▶ ACTIVITY
Look through the entries below and count the lines with "DonationSubmission" in them; the reply is the number alone.

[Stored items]
----------------------------------------

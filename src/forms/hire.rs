//! "Hire me" form with a single project/job choice

use serde::{Deserialize, Serialize};

use crate::validation::{FieldErrors, Validate};

pub const FIELD: &str = "hireOption";

#[derive(Debug, Clone, Copy, PartialEq, Eq, Serialize, Deserialize)]
#[serde(rename_all = "lowercase")]
pub enum HireOption {
    Project,
    Job,
}

impl HireOption {
    pub fn parse(value: &str) -> Option<Self> {
        match value {
            "project" => Some(HireOption::Project),
            "job" => Some(HireOption::Job),
            _ => None,
        }
    }

    pub fn as_str(&self) -> &'static str {
        match self {
            HireOption::Project => "project",
            HireOption::Job => "job",
        }
    }

    pub fn label(&self) -> &'static str {
        match self {
            HireOption::Project => "Hire me for a project",
            HireOption::Job => "Hire me for a job",
        }
    }

    pub fn thank_you(&self) -> &'static str {
        match self {
            HireOption::Project => {
                "Thank you for choosing to hire me for a project! I will get back to you shortly."
            }
            HireOption::Job => {
                "Thank you for your interest in hiring me for a job! I will be in touch soon."
            }
        }
    }
}

#[derive(Debug, Clone, Default, PartialEq, Eq, Serialize, Deserialize)]
#[serde(default)]
pub struct HireSubmission {
    #[serde(rename = "hireOption")]
    pub hire_option: String,
}

impl HireSubmission {
    pub fn normalized(self) -> Self {
        Self {
            hire_option: self.hire_option.trim().to_string(),
        }
    }

    pub fn option(&self) -> Option<HireOption> {
        HireOption::parse(&self.hire_option)
    }
}

impl Validate for HireSubmission {
    fn validate(&self) -> FieldErrors {
        let mut errors = FieldErrors::new();
        if self.option().is_none() {
            errors.insert(FIELD, "Please select a hire option.");
        }
        errors
    }
}

#[cfg(test)]
mod tests {
    use super::*;
    use assert_matches::assert_matches;

    #[test]
    fn test_known_options() {
        let submission = HireSubmission { hire_option: " job ".to_string() }.normalized();
        assert_matches!(submission.option(), Some(HireOption::Job));
        assert!(submission.validate().is_empty());
        assert!(HireOption::Project.thank_you().contains("for a project"));
    }

    #[test]
    fn test_missing_option() {
        let errors = HireSubmission::default().validate();
        assert_eq!(errors.get(FIELD), Some("Please select a hire option."));

        let errors = HireSubmission { hire_option: "internship".to_string() }.validate();
        assert_eq!(errors.len(), 1);
    }
}
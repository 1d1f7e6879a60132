use super::components::{checkbox, field_error, input, page, radio, row, select, success_banner, textarea};
use crate::forms::donation::{DonationSubmission, AMOUNTS, COUNTRIES, HONOR_OPTIONS, STATES};
use crate::validation::FieldErrors;

pub const SUCCESS_MESSAGE: &str = "All good! Your form is valid.";

/// Donation page. The form stays visible after a valid submission.
pub fn render(values: &DonationSubmission, errors: &FieldErrors, success: bool) -> String {
    let mut body = String::from(
        "<div class=\"wrapper\">\n<p class=\"req-note\"><span class=\"required\">*</span> Denotes Required Information</p>\n",
    );

    if success {
        body.push_str(&success_banner(SUCCESS_MESSAGE));
    }

    body.push_str("<form method=\"post\" action=\"/donation\">\n");
    body.push_str(&donor_section(values, errors));
    body.push_str(&honor_section(values, errors));
    body.push_str(&additional_section(values, errors));
    body.push_str(concat!(
        "<div class=\"controls\">",
        "<a href=\"/donation?reset=1\">Reset</a> ",
        "<input type=\"submit\" value=\"Continue\">",
        "</div>\n</form>\n</div>\n"
    ));

    page("Donation Form", &body)
}

fn text_row(label: &str, required: bool, name: &str, value: &str, errors: &FieldErrors) -> String {
    row(label, required, &input("text", name, value, errors.contains(name)), errors, name)
}

fn state_options(placeholder: &'static str) -> Vec<(&'static str, &'static str)> {
    let mut options = vec![("", placeholder)];
    options.extend(STATES.iter().map(|s| (*s, *s)));
    options
}

fn donor_section(values: &DonationSubmission, errors: &FieldErrors) -> String {
    let mut html = String::from("<section class=\"section\">\n<h2>Donor Information</h2>\n");

    html.push_str(&text_row("First Name", true, "first_name", &values.first_name, errors));
    html.push_str(&text_row("Last Name", true, "last_name", &values.last_name, errors));
    html.push_str(&text_row("Company", false, "company", &values.company, errors));
    html.push_str(&text_row("Address 1", true, "addr1", &values.addr1, errors));
    html.push_str(&text_row("Address 2", false, "addr2", &values.addr2, errors));
    html.push_str(&text_row("City", true, "city", &values.city, errors));
    html.push_str(&row(
        "State",
        true,
        &select("state", &state_options("Select a State"), &values.state, errors.contains("state")),
        errors,
        "state",
    ));
    html.push_str(&text_row("Zip Code", true, "zip", &values.zip, errors));

    let mut countries = vec![("", "Select a Country")];
    countries.extend(COUNTRIES.iter().map(|c| (*c, *c)));
    html.push_str(&row(
        "Country",
        true,
        &select("country", &countries, &values.country, errors.contains("country")),
        errors,
        "country",
    ));

    html.push_str(&row("Phone", false, &input("tel", "phone", &values.phone, errors.contains("phone")), errors, "phone"));
    html.push_str(&text_row("Fax", false, "fax", &values.fax, errors));
    html.push_str(&row("Email", true, &input("email", "email", &values.email, errors.contains("email")), errors, "email"));

    let mut amount = String::from("<div class=\"inline-group\">");
    for (value, label) in AMOUNTS {
        amount.push_str(&radio("amount", value, label, values.amount == value));
    }
    amount.push_str("</div>\n");
    amount.push_str(&field_error(errors, "amount"));
    amount.push_str("<div class=\"inline-note\">(Check a button or type in your amount)</div>\n");
    amount.push_str("<label for=\"other_amount\">Other Amount $</label> ");
    amount.push_str(&input("text", "other_amount", &values.other_amount, errors.contains("other_amount")));
    amount.push('\n');
    amount.push_str(&field_error(errors, "other_amount"));
    amount.push_str("<div class=\"checkbox-row\">");
    amount.push_str(&checkbox(
        "recurring",
        "on",
        "I am interested in giving on a regular basis.",
        values.is_recurring(),
    ));
    amount.push_str(" Monthly Credit Card $ ");
    amount.push_str(&input("text", "monthly_amount", &values.monthly_amount, errors.contains("monthly_amount")));
    amount.push_str(" For ");
    amount.push_str(&input("text", "months", &values.months, errors.contains("months")));
    amount.push_str(" Months</div>\n");
    amount.push_str(&field_error(errors, "monthly_amount"));
    amount.push_str(&field_error(errors, "months"));

    html.push_str(&format!(
        "<div class=\"form-row\"><span class=\"label\">Donation Amount<span class=\"required\">*</span></span>\n<div class=\"field\">{}</div></div>\n",
        amount
    ));

    html.push_str("</section>\n");
    html
}

fn honor_section(values: &DonationSubmission, errors: &FieldErrors) -> String {
    let mut html = String::from(
        "<section class=\"section\">\n<h2>Honorarium and Memorial Donation Information</h2>\n",
    );

    let mut choice = String::from("<div class=\"inline-group\">");
    for (value, label) in HONOR_OPTIONS {
        choice.push_str(&radio("honor", value, label, values.honor == value));
    }
    choice.push_str("</div>");
    html.push_str(&format!(
        "<div class=\"form-row\"><span class=\"label\">I would like to make this donation</span>\n<div class=\"field\">{}</div></div>\n",
        choice
    ));

    html.push_str(&text_row("Acknowledge Donation to", false, "ack_name", &values.ack_name, errors));
    html.push_str(&text_row("Address", false, "ack_addr", &values.ack_addr, errors));
    html.push_str(&text_row("City", false, "ack_city", &values.ack_city, errors));
    html.push_str(&row(
        "State",
        false,
        &select("ack_state", &state_options("Select a State"), &values.ack_state, errors.contains("ack_state")),
        errors,
        "ack_state",
    ));
    html.push_str(&text_row("Zip", false, "ack_zip", &values.ack_zip, errors));

    html.push_str("</section>\n");
    html
}

fn additional_section(values: &DonationSubmission, errors: &FieldErrors) -> String {
    let mut html = String::from(concat!(
        "<section class=\"section\">\n<h2>Additional Information</h2>\n",
        "<p class=\"help-text\">Please enter your name, company or organization as you would like it to appear in our publications:</p>\n",
    ));

    html.push_str(&text_row("Name", false, "pub_name", &values.pub_name, errors));

    html.push_str("<div class=\"checkbox-row\">");
    html.push_str(&checkbox(
        "anonymous",
        "on",
        "I would like my gift to remain anonymous.",
        values.anonymous.is_some(),
    ));
    html.push_str(&checkbox(
        "matching",
        "on",
        "My employer offers a matching gift program. I will mail the matching gift form.",
        values.matching.is_some(),
    ));
    html.push_str(&checkbox(
        "no_thanks",
        "on",
        "Please save the cost of acknowledging this gift by not mailing a thank you letter.",
        values.no_thanks.is_some(),
    ));
    html.push_str("</div>\n");

    html.push_str(&row("Comments", false, &textarea("comments", &values.comments, false), errors, "comments"));

    let contact = [
        checkbox("contact_email", "on", "E-mail", values.contact_email.is_some()),
        checkbox("contact_postal", "on", "Postal Mail", values.contact_postal.is_some()),
        checkbox("contact_phone", "on", "Telephone", values.contact_phone.is_some()),
        checkbox("contact_fax", "on", "Fax", values.contact_fax.is_some()),
    ]
    .concat();
    html.push_str(&format!(
        "<div class=\"form-row\"><span class=\"label\">How may we contact you?</span>\n<div class=\"field\"><div class=\"checkbox-row\">{}</div>\n{}</div></div>\n",
        contact,
        field_error(errors, "contact")
    ));

    let newsletter = [
        checkbox("newsletter_email", "on", "E-mail", values.newsletter_email.is_some()),
        checkbox("newsletter_postal", "on", "Postal Mail", values.newsletter_postal.is_some()),
    ]
    .concat();
    html.push_str(&format!(
        "<div class=\"form-row\"><span class=\"label\">I would like to receive newsletters and information about special events by:</span>\n<div class=\"field\"><div class=\"checkbox-row\">{}</div></div></div>\n",
        newsletter
    ));

    html.push_str(&text_row(
        "I would like information about volunteering with the",
        false,
        "volunteer_with",
        &values.volunteer_with,
        errors,
    ));

    html.push_str("</section>\n");
    html
}

#[cfg(test)]
mod tests {
    use super::*;
    use crate::validation::Validate;

    #[test]
    fn test_blank_form_has_no_errors_or_banner() {
        let html = render(&DonationSubmission::default(), &FieldErrors::new(), false);
        assert!(html.contains("Donor Information"));
        assert!(!html.contains(SUCCESS_MESSAGE));
        assert!(!html.contains("class=\"error\""));
    }

    #[test]
    fn test_sticky_values_and_checkboxes() {
        let values = DonationSubmission {
            first_name: "<Ada>".to_string(),
            state: "NY".to_string(),
            amount: "other".to_string(),
            recurring: Some("on".to_string()),
            contact_phone: Some("on".to_string()),
            ..Default::default()
        };
        let errors = values.validate();
        let html = render(&values, &errors, false);

        assert!(html.contains("value=\"&lt;Ada&gt;\""));
        assert!(html.contains("<option value=\"NY\" selected>NY</option>"));
        assert!(html.contains("name=\"amount\" value=\"other\" checked"));
        assert!(html.contains("name=\"recurring\" value=\"on\" checked"));
        assert!(html.contains("name=\"contact_phone\" value=\"on\" checked"));
        assert!(html.contains("Enter your other amount."));
    }

    #[test]
    fn test_success_banner() {
        let html = render(&DonationSubmission::default(), &FieldErrors::new(), true);
        assert!(html.contains(SUCCESS_MESSAGE));
    }
}
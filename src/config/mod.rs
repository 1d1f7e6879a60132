//! Configuration management module
//!
//! This module handles loading and validation of application configuration
//! from configuration files and environment variables.

pub mod settings;
pub mod validation;

pub use settings::{Settings, ServerConfig, UploadConfig, RateLimitSettings, LoggingConfig, FeaturesConfig};
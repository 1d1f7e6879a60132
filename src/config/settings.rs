//! Application settings management
//!
//! This module defines the configuration structure and provides methods
//! for loading settings from configuration files and environment variables.

use serde::{Deserialize, Serialize};

/// Main application configuration structure
#[derive(Debug, Clone, Deserialize, Serialize)]
pub struct Settings {
    pub server: ServerConfig,
    pub uploads: UploadConfig,
    pub rate_limit: RateLimitSettings,
    pub logging: LoggingConfig,
    pub features: FeaturesConfig,
}

/// HTTP listener configuration
#[derive(Debug, Clone, Deserialize, Serialize)]
pub struct ServerConfig {
    pub host: String,
    pub port: u16,
    /// Upper bound for any request body, uploads included
    pub max_body_bytes: usize,
}

/// Student photo upload configuration
#[derive(Debug, Clone, Deserialize, Serialize)]
pub struct UploadConfig {
    pub directory: String,
    /// URL prefix the stored photos are served under
    pub public_prefix: String,
    pub max_photo_bytes: usize,
}

/// Submission rate limiting configuration
#[derive(Debug, Clone, Deserialize, Serialize)]
pub struct RateLimitSettings {
    pub enabled: bool,
    pub requests_per_minute: u32,
    pub burst: u32,
}

/// Logging configuration
#[derive(Debug, Clone, Deserialize, Serialize)]
pub struct LoggingConfig {
    pub level: String,
    pub json: bool,
    /// Directory for the daily rolling log file; stdout only when unset
    pub directory: Option<String>,
    pub file_name: String,
}

/// Feature flags configuration
#[derive(Debug, Clone, Deserialize, Serialize)]
pub struct FeaturesConfig {
    pub contact_form: bool,
    pub donation_form: bool,
    pub registration_form: bool,
    pub hire_form: bool,
}

impl FeaturesConfig {
    /// Whether at least one form is served
    pub fn any_form_enabled(&self) -> bool {
        self.contact_form || self.donation_form || self.registration_form || self.hire_form
    }
}

impl Settings {
    /// Load settings from configuration file and environment variables.
    ///
    /// Built-in defaults are layered under an optional `config` file and
    /// `FORMDESK__SECTION__KEY` environment variables.
    pub fn new() -> Result<Self, config::ConfigError> {
        Self::load_from("config")
    }

    /// Load settings using a specific configuration file name
    pub fn load_from(file_name: &str) -> Result<Self, config::ConfigError> {
        let settings = config::Config::builder()
            .add_source(config::Config::try_from(&Settings::default())?)
            .add_source(config::File::with_name(file_name).required(false))
            .add_source(
                config::Environment::with_prefix("FORMDESK")
                    .prefix_separator("__")
                    .separator("__"),
            )
            .build()?;

        settings.try_deserialize()
    }

    /// Validate configuration settings
    pub fn validate(&self) -> Result<(), crate::utils::errors::FormDeskError> {
        super::validation::validate_settings(self)
    }

    /// Socket address the server binds to
    pub fn bind_address(&self) -> String {
        format!("{}:{}", self.server.host, self.server.port)
    }
}

impl Default for Settings {
    fn default() -> Self {
        Self {
            server: ServerConfig {
                host: "0.0.0.0".to_string(),
                port: 8080,
                max_body_bytes: 8 * 1024 * 1024,
            },
            uploads: UploadConfig {
                directory: "./uploads".to_string(),
                public_prefix: "/uploads".to_string(),
                max_photo_bytes: 2 * 1024 * 1024,
            },
            rate_limit: RateLimitSettings {
                enabled: true,
                requests_per_minute: 30,
                burst: 10,
            },
            logging: LoggingConfig {
                level: "info".to_string(),
                json: false,
                directory: None,
                file_name: "formdesk.log".to_string(),
            },
            features: FeaturesConfig {
                contact_form: true,
                donation_form: true,
                registration_form: true,
                hire_form: true,
            },
        }
    }
}

#[cfg(test)]
mod tests {
    use super::*;
    use serial_test::serial;

    #[test]
    #[serial]
    fn test_defaults_load_without_file() {
        let settings = Settings::load_from("does-not-exist").unwrap();
        assert_eq!(settings.server.port, 8080);
        assert_eq!(settings.uploads.max_photo_bytes, 2 * 1024 * 1024);
        assert!(settings.features.any_form_enabled());
    }

    #[test]
    #[serial]
    fn test_environment_overrides() {
        std::env::set_var("FORMDESK__SERVER__PORT", "9191");
        std::env::set_var("FORMDESK__FEATURES__HIRE_FORM", "false");

        let settings = Settings::load_from("does-not-exist").unwrap();

        std::env::remove_var("FORMDESK__SERVER__PORT");
        std::env::remove_var("FORMDESK__FEATURES__HIRE_FORM");

        assert_eq!(settings.server.port, 9191);
        assert!(!settings.features.hire_form);
        assert!(settings.features.contact_form);
    }

    #[test]
    fn test_bind_address() {
        let settings = Settings::default();
        assert_eq!(settings.bind_address(), "0.0.0.0:8080");
    }
}
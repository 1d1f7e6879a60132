//! Middleware module
//!
//! This module contains middleware for request processing

pub mod logging;
pub mod rate_limit;

// Re-export commonly used middleware
pub use logging::log_requests;
pub use rate_limit::{enforce_rate_limit, RateLimitConfig, RateLimitMiddleware};
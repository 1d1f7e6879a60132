//! Form definitions
//!
//! One module per served form. Each submission type trims its own input and
//! implements [`crate::validation::Validate`].

pub mod contact;
pub mod donation;
pub mod hire;
pub mod registration;

use serde::Serialize;

use crate::validation::FieldErrors;

pub use contact::ContactSubmission;
pub use donation::DonationSubmission;
pub use hire::{HireOption, HireSubmission};
pub use registration::RegistrationSubmission;

#[derive(Debug, Clone, Copy, PartialEq, Eq, Serialize)]
#[serde(rename_all = "lowercase")]
pub enum FormKind {
    Contact,
    Donation,
    Registration,
    Hire,
}

impl FormKind {
    pub fn as_str(&self) -> &'static str {
        match self {
            FormKind::Contact => "contact",
            FormKind::Donation => "donation",
            FormKind::Registration => "registration",
            FormKind::Hire => "hire",
        }
    }

    /// Route the form is served and submitted on
    pub fn path(&self) -> &'static str {
        match self {
            FormKind::Contact => "/contact",
            FormKind::Donation => "/donation",
            FormKind::Registration => "/registration",
            FormKind::Hire => "/hire",
        }
    }
}

impl std::fmt::Display for FormKind {
    fn fmt(&self, f: &mut std::fmt::Formatter<'_>) -> std::fmt::Result {
        f.write_str(self.as_str())
    }
}

/// Result of validating one submission, as returned to JSON clients
#[derive(Debug, Clone, Serialize)]
pub struct FormOutcome<V: Serialize> {
    pub form: FormKind,
    pub valid: bool,
    pub errors: FieldErrors,
    pub values: V,
    #[serde(skip_serializing_if = "Option::is_none")]
    pub message: Option<String>,
}

impl<V: Serialize> FormOutcome<V> {
    pub fn new(form: FormKind, values: V, errors: FieldErrors) -> Self {
        Self {
            form,
            valid: errors.is_empty(),
            errors,
            values,
            message: None,
        }
    }

    pub fn with_message(mut self, message: impl Into<String>) -> Self {
        self.message = Some(message.into());
        self
    }
}

#[cfg(test)]
mod tests {
    use super::*;

    #[test]
    fn test_outcome_serialization() {
        let mut errors = FieldErrors::new();
        errors.insert("name", "Name is required.");
        let outcome = FormOutcome::new(FormKind::Contact, ContactSubmission::default(), errors);

        let json = serde_json::to_value(&outcome).unwrap();
        assert_eq!(json["form"], "contact");
        assert_eq!(json["valid"], false);
        assert_eq!(json["errors"]["name"], "Name is required.");
        assert!(json.get("message").is_none());
    }
}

----------------------------------------

▶ RESPONSE
9